- Saved entries -
● ● ●

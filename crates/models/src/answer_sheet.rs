use crate::error::ValidationError;
use serde::{Deserialize, Serialize};
use std::collections::BTreeMap;

/// A rating given to a question: 1 (fair), 2 (good) or 3 (excellent)
#[derive(Debug, Clone, Copy, PartialEq, Eq, Hash, PartialOrd, Ord, Serialize, Deserialize)]
#[serde(try_from = "i32", into = "i32")]
pub struct Score(u8);

impl Score {
    pub const FAIR: Self = Score(1);
    pub const GOOD: Self = Score(2);
    pub const EXCELLENT: Self = Score(3);

    pub fn value(self) -> u8 {
        self.0
    }

    pub fn review(self) -> &'static str {
        match self.0 {
            1 => "Fair",
            2 => "Good",
            _ => "Excellent",
        }
    }
}

impl TryFrom<i32> for Score {
    type Error = ValidationError;

    fn try_from(value: i32) -> Result<Self, Self::Error> {
        match value {
            1..=3 => Ok(Score(value as u8)),
            _ => Err(ValidationError::ScoreOutOfRange),
        }
    }
}

impl From<Score> for i32 {
    fn from(score: Score) -> Self {
        i32::from(score.0)
    }
}

/// Answers to a questionnaire, keyed by question id
///
/// Built from the question set so that every question starts unanswered and no
/// foreign question can be answered.
#[derive(Debug, Clone, Default, PartialEq, Eq, Serialize)]
pub struct AnswerSheet {
    answers: BTreeMap<i32, Option<Score>>,
}

impl AnswerSheet {
    pub fn for_questions(question_ids: impl IntoIterator<Item = i32>) -> Self {
        Self {
            answers: question_ids.into_iter().map(|id| (id, None)).collect(),
        }
    }

    pub fn answer(&mut self, question_id: i32, score: Score) -> Result<(), ValidationError> {
        let entry = self
            .answers
            .get_mut(&question_id)
            .ok_or(ValidationError::UnknownQuestion(question_id))?;
        *entry = Some(score);
        Ok(())
    }

    /// Applies raw `(question_id, score)` pairs as they arrive from a request
    pub fn answer_all(
        &mut self,
        answers: impl IntoIterator<Item = (i32, i32)>,
    ) -> Result<(), ValidationError> {
        for (question_id, score) in answers {
            self.answer(question_id, Score::try_from(score)?)?;
        }
        Ok(())
    }

    pub fn get(&self, question_id: i32) -> Option<Score> {
        self.answers.get(&question_id).copied().flatten()
    }

    /// Submission is allowed once there is a question and all of them are answered
    pub fn is_submittable(&self) -> bool {
        !self.answers.is_empty() && self.answers.values().all(Option::is_some)
    }

    /// Answered `(question_id, score)` pairs, or an error while any is missing
    pub fn completed(&self) -> Result<Vec<(i32, Score)>, ValidationError> {
        if !self.is_submittable() {
            return Err(ValidationError::UnansweredQuestions);
        }

        Ok(self
            .answers
            .iter()
            .filter_map(|(&id, score)| score.map(|s| (id, s)))
            .collect())
    }

    pub fn len(&self) -> usize {
        self.answers.len()
    }

    pub fn is_empty(&self) -> bool {
        self.answers.is_empty()
    }
}
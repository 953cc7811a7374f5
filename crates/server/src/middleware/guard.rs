use crate::error::ApiError;
use axum::{
    extract::{Request, State},
    middleware::Next,
    response::Response,
};
use log::debug;
use models::guard::{GuardOutcome, Role, RouteGuard, SessionContext};
use serde::Deserialize;
use uuid::Uuid;

/// JWT claims placed in the request extensions by the resource server layer
#[derive(Debug, Clone, Default, Deserialize)]
pub struct SessionClaims {
    pub sub: Option<String>,
    #[serde(default)]
    pub user_role: Option<String>,
}

impl SessionClaims {
    /// Unknown role names are treated as no role
    pub fn role(&self) -> Option<Role> {
        self.user_role.as_deref()?.parse().ok()
    }

    /// The profile id the subject refers to
    pub fn user_id(&self) -> Result<Uuid, ApiError> {
        self.sub
            .as_deref()
            .and_then(|sub| Uuid::parse_str(sub).ok())
            .ok_or(ApiError::Unauthenticated)
    }

    pub fn session(claims: Option<&Self>) -> SessionContext {
        match claims {
            Some(claims) => SessionContext::signed_in(claims.role()),
            None => SessionContext::anonymous(),
        }
    }
}

/// Rejects requests whose session does not satisfy `guard`
pub async fn require_role(
    State(guard): State<RouteGuard>,
    request: Request,
    next: Next,
) -> Result<Response, ApiError> {
    let session = SessionClaims::session(request.extensions().get::<SessionClaims>());

    match guard.check(&session) {
        GuardOutcome::Allowed => Ok(next.run(request).await),
        GuardOutcome::Loading => Err(ApiError::SessionLoading),
        GuardOutcome::RedirectSignIn => Err(ApiError::Unauthenticated),
        GuardOutcome::RedirectForbidden => {
            debug!(
                "Role {:?} denied for {} (requires {:?})",
                session.role,
                request.uri().path(),
                guard.roles()
            );
            Err(ApiError::Forbidden)
        }
    }
}
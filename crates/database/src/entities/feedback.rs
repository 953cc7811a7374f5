use sea_orm::entity::prelude::*;
use serde::{Deserialize, Serialize};

/// A published feedback cycle
#[derive(Clone, Debug, PartialEq, DeriveEntityModel, Serialize, Deserialize)]
#[sea_orm(table_name = "feedback")]
pub struct Model {
    #[sea_orm(primary_key)]
    pub id: i32,
    pub batch: i32,
    pub department_id: i32,
    pub regulation_id: i32,
    pub sem: i32,
    pub section: String, // always uppercase
    pub created_at: DateTimeWithTimeZone,
}

#[derive(Copy, Clone, Debug, EnumIter, DeriveRelation)]
pub enum Relation {
    #[sea_orm(has_many = "super::staff_mappings::Entity")]
    StaffMappings,
}

impl Related<super::staff_mappings::Entity> for Entity {
    fn to() -> RelationDef {
        Relation::StaffMappings.def()
    }
}

impl ActiveModelBehavior for ActiveModel {}
use crate::store::FeedbackStore;
use log::{error, info, warn};
use models::{
    error::ValidationError,
    submission::{Confirmation, DependentSubmission, FeedbackForm},
};
use sea_orm::DbErr;
use serde::Serialize;
use std::{
    collections::HashSet,
    sync::{Arc, Mutex, PoisonError},
};
use thiserror::Error;

#[derive(Debug, Error)]
pub enum SubmitError {
    #[error(transparent)]
    Validation(#[from] ValidationError),
    #[error("an identical submission is already in progress")]
    AlreadySubmitting,
    /// A unique index rejected the parent row
    #[error("{table} row was already submitted")]
    AlreadySubmitted { table: &'static str },
    #[error("failed to insert {table} row: {source}")]
    ParentInsert { table: &'static str, source: DbErr },
    /// The parent row exists but has no children unless the store rolls it back
    #[error("inserted {table} row {parent_id} but failed to insert its children: {source}")]
    ChildInsert {
        table: &'static str,
        parent_id: i32,
        source: DbErr,
    },
    #[error(transparent)]
    Database(#[from] DbErr),
}

/// Result of a submission whose parent and children were both written
#[derive(Debug, Clone, PartialEq, Eq, Serialize)]
pub struct SubmissionReceipt {
    pub parent_id: i32,
    pub children: u64,
    pub confirmation: Confirmation,
}

/// Keys of the submissions currently being written
#[derive(Debug, Clone, Default)]
pub struct InFlight {
    keys: Arc<Mutex<HashSet<String>>>,
}

impl InFlight {
    /// Claims `key`, or returns `None` if another submission holds it
    pub fn try_acquire(&self, key: String) -> Option<InFlightTicket> {
        let mut keys = self.keys.lock().unwrap_or_else(PoisonError::into_inner);
        if !keys.insert(key.clone()) {
            return None;
        }

        Some(InFlightTicket {
            keys: Arc::clone(&self.keys),
            key,
        })
    }

    pub fn contains(&self, key: &str) -> bool {
        self.keys
            .lock()
            .unwrap_or_else(PoisonError::into_inner)
            .contains(key)
    }
}

/// Releases its key when dropped
#[derive(Debug)]
pub struct InFlightTicket {
    keys: Arc<Mutex<HashSet<String>>>,
    key: String,
}

impl Drop for InFlightTicket {
    fn drop(&mut self) {
        self.keys
            .lock()
            .unwrap_or_else(PoisonError::into_inner)
            .remove(&self.key);
    }
}

/// Runs form submissions as a parent insert followed by its children
#[derive(Debug, Clone, Default)]
pub struct SubmissionOrchestrator {
    in_flight: InFlight,
}

impl SubmissionOrchestrator {
    pub fn new() -> Self {
        Self::default()
    }

    pub fn in_flight(&self) -> &InFlight {
        &self.in_flight
    }

    /// Validates the form and claims its in-flight slot without touching a store
    pub fn prepare<F: FeedbackForm>(
        &self,
        form: &F,
    ) -> Result<(F::Submission, InFlightTicket), SubmitError> {
        let submission = form.validate()?;
        let key = submission.dedup_key();

        match self.in_flight.try_acquire(key) {
            Some(ticket) => Ok((submission, ticket)),
            None => {
                warn!("Rejected duplicate submission {}", submission.dedup_key());
                Err(SubmitError::AlreadySubmitting)
            }
        }
    }

    pub async fn submit<S, F>(&self, store: &S, form: &F) -> Result<SubmissionReceipt, SubmitError>
    where
        S: FeedbackStore + ?Sized,
        F: FeedbackForm,
        F::Submission: Sync,
    {
        let (submission, _ticket) = self.prepare(form)?;
        write_dependent(store, &submission).await
    }
}

/// Inserts the parent, then the children built from its generated id.
///
/// The children are never sent unless the parent insert succeeded.
pub async fn write_dependent<S, D>(store: &S, submission: &D) -> Result<SubmissionReceipt, SubmitError>
where
    S: FeedbackStore + ?Sized,
    D: DependentSubmission + Sync,
{
    let parent = submission.parent();
    let table = parent.table();

    let parent_id = store.insert_parent(parent).await.map_err(|source| {
        error!("Failed to insert {table} row: {source}");
        SubmitError::ParentInsert { table, source }
    })?;

    let children = submission.children(parent_id);
    let child_count = children.len();
    let inserted = store.insert_children(children).await.map_err(|source| {
        error!("Failed to insert {child_count} children of {table} row {parent_id}: {source}");
        SubmitError::ChildInsert {
            table,
            parent_id,
            source,
        }
    })?;

    info!("Submitted {table} row {parent_id} with {inserted} children");
    Ok(SubmissionReceipt {
        parent_id,
        children: inserted,
        confirmation: submission.confirmation(),
    })
}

● ● ●

- WHAT THE TASK REQUIRES -
The answer should be an exact copy of the lines from the first line of the data through the line with "type Error = ValidationError;" and should contain nothing else.

- SOLUTION TO THE PROBLEM -
filename crates/models/src/answer_sheet.rs
use crate::error::ValidationError;
use serde::{Deserialize, Serialize};
use std::collections::BTreeMap;

/// A rating given to a question: 1 (fair), 2 (good) or 3 (excellent)
#[derive(Debug, Clone, Copy, PartialEq, Eq, Hash, PartialOrd, Ord, Serialize, Deserialize)]
#[serde(try_from = "i32", into = "i32")]
pub struct Score(u8);

impl Score {
    pub const FAIR: Self = Score(1);
    pub const GOOD: Self = Score(2);
    pub const EXCELLENT: Self = Score(3);

    pub fn value(self) -> u8 {
        self.0
    }

    pub fn review(self) -> &'static str {
        match self.0 {
            1 => "Fair",
            2 => "Good",
            _ => "Excellent",
        }
    }
}

impl TryFrom<i32> for Score {
    type Error = ValidationError;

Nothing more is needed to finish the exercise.